Executive Summary
The escalating rivalry between drone giant DJI and camera specialist Insta360 has moved beyond product competition into a fierce battle for control over critical supply chains and sales channels. This conflict highlights deeper structural issues within China’s precision manufacturing ecosystem and poses significant questions for market competition and investor risk assessment.
Key takeaways include:
– DJI, leveraging its market dominance, is reportedly enforcing exclusive agreements with key suppliers, pressuring them to choose between its business and that of competitor Insta360.
– Insta360 has faced abrupt supply chain cutoffs, impacting core components like optical lens modules and structural parts, forcing rapid shifts to alternative suppliers and increasing production costs.
– The conflict has extended to retail channels, with instances of property management agreements explicitly blocking Insta360 storefronts in shopping centers where DJI is present.
– Legal experts debate whether these practices constitute an abuse of market dominance under China’s Anti-Monopoly Law, with outcomes potentially setting precedents for the tech hardware sector.

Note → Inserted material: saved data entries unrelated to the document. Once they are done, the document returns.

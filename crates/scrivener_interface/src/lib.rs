//! Collaborator traits for the Scrivener rewriting workflow.
//!
//! The workflow engine talks to language models, retrieval, image
//! generation, article fetching and persistence only through the traits in
//! this crate.

#![forbid(unsafe_code)]
#![warn(missing_docs)]

mod repository;
mod store;
mod traits;
mod types;

pub use repository::{ReviewRepository, RewriteRepository, StyleRepository};
pub use store::SuspendedWorkflowStore;
pub use traits::{
    ArticleFetcher, ChatDriver, CoverGenerator, ImageGeneration, Retrieval, Streaming, TextStream,
};
pub use types::{CoverRequest, CoverRequestBuilder, GeneratedImage};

– For global investors, this supply chain exclusivity battle underscores the importance of evaluating non-financial risks, including supplier concentration and ecosystem dependencies, within Chinese technology equities.
The Hidden Frontlines: A Supply Chain Under Siege
In the high-stakes arena of consumer drones and action cameras, competition is no longer confined to specifications and marketing. A silent war is being waged deep within the supply chain, where component manufacturers are being forced into exclusive allegiances. The supply chain exclusivity battle between Shenzhen-based DJI Innovation Technology Co., Ltd. (深圳市大疆创新科技有限公司) and Insta360 Innovation Technology Co., Ltd. (影石创新科技股份有限公司) reveals a hardening of competitive tactics in China’s tech sector.

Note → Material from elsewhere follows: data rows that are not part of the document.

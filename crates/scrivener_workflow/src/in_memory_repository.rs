//! In-memory implementation of the style, rewrite and review repositories.
//!
//! Backs the CLI and the tests. All data is lost when the repository is
//! dropped.

use async_trait::async_trait;
use chrono::Utc;
use scrivener_core::{NewReview, NewRewrite, ReviewRecord, RewriteRecord, WritingStyle};
use scrivener_error::{ScrivenerError, ScrivenerResult, StorageError};
use scrivener_interface::{ReviewRepository, RewriteRepository, StyleRepository};
use std::collections::HashMap;
use std::sync::Arc;
use tokio::sync::RwLock;

/// HashMap-backed repository for styles, rewrites and reviews.
///
/// Clones share the same storage.
///
/// # Example
/// ```
/// use scrivener_core::WritingStyle;
/// use scrivener_interface::StyleRepository;
/// use scrivener_workflow::InMemoryRepository;
///
/// # tokio::runtime::Builder::new_current_thread().build().unwrap().block_on(async {
/// let repo = InMemoryRepository::new();
/// let id = repo
///     .add_style(WritingStyle {
///         id: 0,
///         name: "随笔".into(),
///         style_description: "松弛、口语化".into(),
///         example_text: None,
///         tags: vec![],
///     })
///     .await;
/// assert_eq!(repo.get_style(id).await.unwrap().unwrap().name, "随笔");
/// # });
/// ```
#[derive(Debug, Clone)]
pub struct InMemoryRepository {
    styles: Arc<RwLock<HashMap<i64, WritingStyle>>>,
    rewrites: Arc<RwLock<HashMap<i64, RewriteRecord>>>,
    reviews: Arc<RwLock<HashMap<i64, ReviewRecord>>>,
    /// Next ID to assign, shared across entity kinds
    next_id: Arc<RwLock<i64>>,
}

impl InMemoryRepository {
    /// Create a new empty repository.
    pub fn new() -> Self {
        Self {
            styles: Arc::new(RwLock::new(HashMap::new())),
            rewrites: Arc::new(RwLock::new(HashMap::new())),
            reviews: Arc::new(RwLock::new(HashMap::new())),
            next_id: Arc::new(RwLock::new(1)),
        }
    }

    async fn allocate_id(&self) -> i64 {
        let mut next_id = self.next_id.write().await;
        let id = *next_id;
        *next_id += 1;
        id
    }

    /// Store a style under a fresh id and return the id.
    pub async fn add_style(&self, mut style: WritingStyle) -> i64 {
        let id = self.allocate_id().await;
        style.id = id;
        self.styles.write().await.insert(id, style);
        id
    }

    /// Number of stored rewrite records.
    pub async fn rewrite_count(&self) -> usize {
        self.rewrites.read().await.len()
    }

    /// Number of stored review records.
    pub async fn review_count(&self) -> usize {
        self.reviews.read().await.len()
    }

    /// Clear all records.
    pub async fn clear(&self) {
        self.styles.write().await.clear();
        self.rewrites.write().await.clear();
        self.reviews.write().await.clear();
        *self.next_id.write().await = 1;
    }
}

impl Default for InMemoryRepository {
    fn default() -> Self {
        Self::new()
    }
}

#[async_trait]
impl StyleRepository for InMemoryRepository {
    async fn get_style(&self, id: i64) -> ScrivenerResult<Option<WritingStyle>> {
        Ok(self.styles.read().await.get(&id).cloned())
    }

    async fn insert_style(&self, mut style: WritingStyle) -> ScrivenerResult<WritingStyle> {
        style.id = self.add_style(style.clone()).await;
        tracing::debug!(style_id = style.id, "Inserted writing style");
        Ok(style)
    }
}

#[async_trait]
impl RewriteRepository for InMemoryRepository {
    async fn insert_rewrite(&self, new: NewRewrite) -> ScrivenerResult<RewriteRecord> {
        let id = self.allocate_id().await;
        let record = RewriteRecord::from_new(id, new);
        self.rewrites.write().await.insert(id, record.clone());
        tracing::debug!(rewrite_id = id, "Inserted rewrite record");
        Ok(record)
    }

    async fn get_rewrite(&self, id: i64) -> ScrivenerResult<Option<RewriteRecord>> {
        Ok(self.rewrites.read().await.get(&id).cloned())
    }

    async fn update_rewrite(&self, record: &RewriteRecord) -> ScrivenerResult<()> {
        let mut rewrites = self.rewrites.write().await;
        let stored = rewrites
            .get_mut(&record.id)
            .ok_or_else(|| ScrivenerError::from(StorageError::not_found("rewrite", record.id)))?;
        *stored = record.clone();
        stored.updated_at = Utc::now();
        Ok(())
    }
}

#[async_trait]
impl ReviewRepository for InMemoryRepository {
    async fn insert_review(&self, new: NewReview) -> ScrivenerResult<ReviewRecord> {
        let id = self.allocate_id().await;
        let record = ReviewRecord::from_new(id, new);
        self.reviews.write().await.insert(id, record.clone());
        tracing::debug!(review_id = id, round = record.round, "Inserted review record");
        Ok(record)
    }

    async fn get_review(&self, id: i64) -> ScrivenerResult<Option<ReviewRecord>> {
        Ok(self.reviews.read().await.get(&id).cloned())
    }

    async fn update_review(&self, record: &ReviewRecord) -> ScrivenerResult<()> {
        let mut reviews = self.reviews.write().await;
        let stored = reviews
            .get_mut(&record.id)
            .ok_or_else(|| ScrivenerError::from(StorageError::not_found("review", record.id)))?;
        *stored = record.clone();
        stored.updated_at = Utc::now();
        Ok(())
    }

    async fn list_reviews(&self, rewrite_id: i64) -> ScrivenerResult<Vec<ReviewRecord>> {
        let reviews = self.reviews.read().await;
        let mut results: Vec<ReviewRecord> = reviews
            .values()
            .filter(|review| review.rewrite_id == rewrite_id)
            .cloned()
            .collect();
        results.sort_by_key(|review| (review.round, review.id));
        Ok(results)
    }
}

For suppliers, the choice is becoming stark: work with the market leader, or service its rising challenger. This dynamic is creating ripple effects that could reshape manufacturing ecosystems and influence the pace of innovation.
Exclusive Pressures Intensify
The situation escalated markedly in 2024. According to Zhou Guangtai (周广太), Insta360’s head of supply chain, what began years ago as informal verbal requests from DJI to certain structural component makers evolved into a systematic campaign by the third quarter of 2024. Core suppliers were explicitly told they could not supply Insta360, though they could work with other clients. Insta360 founder Liu Jingkang (刘靖康) detailed in an internal letter that in the six months before the launch of its ‘Antigravity’ drone, over 30 core suppliers across optical lenses, structural parts, screens, batteries, and chips suddenly faced ‘exclusive’ pressure.

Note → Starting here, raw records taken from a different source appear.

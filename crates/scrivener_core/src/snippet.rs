//! Retrieved material snippets.

use serde::{Deserialize, Serialize};

/// One ranked retrieval hit.
#[derive(Debug, Clone, PartialEq, Serialize, Deserialize)]
pub struct Snippet {
    /// Material the snippet came from, when known
    #[serde(default, skip_serializing_if = "Option::is_none")]
    pub material_id: Option<i64>,
    /// Snippet text
    pub content: String,
    /// Relevance score, higher is better
    pub score: f32,
}

impl Snippet {
    /// Create a snippet without a material reference.
    pub fn new(content: impl Into<String>, score: f32) -> Self {
        Self {
            material_id: None,
            content: content.into(),
            score,
        }
    }
}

This supply chain exclusivity has tangible consequences. One optical lens module supplier, after reaching the design verification stage with Insta360 and having molds paid for, was forced to halt cooperation. Insta360 waited two years to recover its mold costs. Another chip supplier designed a custom chip for Insta360 only to be blocked from shipping it, forcing a costly and time-consuming switch to an alternative solution.
Strategic Implications for Hardware Innovation
The targeting of specific component categories is strategic. Optical lens modules have been a primary focus of this supply chain exclusivity. The barrier here is not raw capacity but access to high-precision, reliable production lines that meet the stringent requirements of leading brands. As one supplier employee explained, while the technology for assembling these modules is relatively standardized, the capital investment for the precise testing equipment and stable, 24/7 production environments is prohibitive for smaller players, creating a bottleneck.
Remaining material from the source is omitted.